In a powerful statement that reverberated in the educational community into the weekend and on to this week, City Council President Patrick Keefe expressed frustration with students still being unable to attend classes in person at Revere schools.
Keefe’s remarks, made at a joint meeting of the Revere City Council and Revere School Committee Friday, were apparently not well received by some Revere teachers, two of whom expressed their discontent during the meeting broadcast live on Revere TV.
During the meeting two parents did seem to concur with Keefe that the overall remote learning experience did not meet the exceptionally high standards for which the highly acclaimed Revere school system is known. The parents cited a lack of information and updates being presented to parents by school administrators during the remote-learning process. Mayor Brian Arrigo, Supt. of Schools Dr. Dianne Kelly, Public Health Director Lauren Buck and Mayor Arrigo’s Chief of Staff Kim Hanton participated in the meeting.
Keefe said the issues was personal to him in that he [and his wife, Jennifer] have two children enrolled in the Revere schools. He prefaced his remarks by stating that “I know for 100 per cent certainty that everyone on the School Committee, especially the superintendent [Dr. Dianne Kelly], and all of the faculty and the teachers have done an unbelievable job thus far. They have worked unbelievably hard.”
But then Keefe lowered the boom.
“I believe education is essential to our children, but as a parent I’m frustrated where we currently stand for eight months and I feel helpless, a person watching my children deteriorate” said Keefe. “Just imagine how the other 8,000 families in Revere feel.
“This is why I believe it’s imperative that we make some corrective action in how we are attempting to get children back into our schools,” he continued.

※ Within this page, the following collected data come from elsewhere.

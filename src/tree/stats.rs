//! Shape statistics for a game tree.

use serde::{Deserialize, Serialize};

use super::node::{DefenseNode, NodeKind, NodeRef, Terminal};

/// Node counts and leaf classification for a game tree.
#[derive(Clone, Debug, Default, PartialEq, Eq, Serialize, Deserialize)]
#[serde(rename_all = "camelCase")]
pub struct TreeStats {
    pub defense_nodes: usize,
    pub draw_nodes: usize,
    pub placement_nodes: usize,
    pub offense_turn_nodes: usize,
    pub action_nodes: usize,

    /// Action leaves where a unit reached the winning row.
    pub offense_wins: usize,

    /// Defense leaves where the bag ran out.
    pub defense_wins: usize,

    /// Action leaves cut off by the round limit.
    pub horizon_leaves: usize,

    /// Highest round with a defense node.
    pub max_round: u32,

    /// Largest number of children under one node.
    pub max_branching: usize,

    /// Total number of children over all nodes.
    pub total_edges: usize,
}

impl TreeStats {
    /// Walk the tree below `root`.
    #[must_use]
    pub fn collect(root: &DefenseNode) -> Self {
        let mut stats = TreeStats::default();
        let mut stack = vec![NodeRef::Defense(root)];

        while let Some(node) = stack.pop() {
            match node.kind() {
                NodeKind::Defense => stats.defense_nodes += 1,
                NodeKind::Draw => stats.draw_nodes += 1,
                NodeKind::Placement => stats.placement_nodes += 1,
                NodeKind::OffenseTurn => stats.offense_turn_nodes += 1,
                NodeKind::Action => stats.action_nodes += 1,
            }
            if let NodeRef::Defense(n) = node {
                stats.max_round = stats.max_round.max(n.round);
            }
            match node.terminal() {
                Some(Terminal::OffenseWin) => stats.offense_wins += 1,
                Some(Terminal::DefenseWin) => stats.defense_wins += 1,
                Some(Terminal::Horizon) => stats.horizon_leaves += 1,
                None => {}
            }

            let children = node.child_count();
            stats.max_branching = stats.max_branching.max(children);
            stats.total_edges += children;
            stack.extend(node.children());
        }

        stats
    }

    /// Total number of nodes.
    #[must_use]
    pub fn node_count(&self) -> usize {
        self.defense_nodes
            + self.draw_nodes
            + self.placement_nodes
            + self.offense_turn_nodes
            + self.action_nodes
    }

    /// Leaves of every kind.
    #[must_use]
    pub fn leaf_count(&self) -> usize {
        self.offense_wins + self.defense_wins + self.horizon_leaves
    }

    /// Leaves with a winner; this is what the root's `num_outcomes` counts.
    #[must_use]
    pub fn resolved_outcomes(&self) -> usize {
        self.offense_wins + self.defense_wins
    }

    /// Average children per node.
    #[must_use]
    pub fn branching_factor(&self) -> f64 {
        let nodes = self.node_count();
        if nodes == 0 {
            0.0
        } else {
            self.total_edges as f64 / nodes as f64
        }
    }
}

Keefe called the curriculum and school system “the city’s gold standard” for years, especially so under the direction of Supt. Kelley.
“On March 12, that all went away. It changed when we closed the doors to everyone. And I agree that at the time it was the right decision to step back and reflect and plan a path forward.
“But fast forward eight-plus months and to continue to even be unable to consider the concept of going back in to these former safeh avens, it’s not acceptable and it goes against everything these schools have stood for,” said Keefe.
Keefe inferred that the blame rested on the teachers when he said, “I don’t create a suggestion that there is one group to cause for this great resistance for getting back into at least partial in-person learning, although it’s quite clear by many closely involved that this is the answer.”
Mayor Brian Arrigo, who is the ex-officio chair of the School Committee, was the first to respond to Keefe’s “perspective and frustration.”
“The level of anxiety and the challenges that come along with remote learning certainly come through the screen and I just appreciate the fact that you would take the time to express those feelings as a parent, first. Your perspective is one that I value and I certainly understand the frustration that you have,” said Arrigo.
The mayor said the frustration Keefe was experiencing was also being experienced by the School Committee and the superintendent of schools.
Kelly said, “I feel also, Patrick, for what you’re saying and I will say that I have had a number of parents reach out who feel the same way that you do, and a number of teachers who have reached out and are really desperate to get back to the classroom and have some in-person instruction with their students.
“I think the most responsible thing that we can do and the School Committee has been in agreement with is follow the guidelines from our medical professionals and from the Department of Education, the CDC, the Department of Public Health. Although I learned a lot more about this infection, about vaccines, about ventilations systems – I am not an expert in any of them and so we all need to rely on the people who are.”
Kelly said Revere has consistently been among the communities with the highest COVID-19 positivity rates in Massachusetts.
The superintendent said the school system conducted a recent survey in which 3,100 families responded – which is a fantastic return. Kelly indicated that 85 percent of the parents indicated that they were very pleased with their children’s remote-learning experience during the pandemic.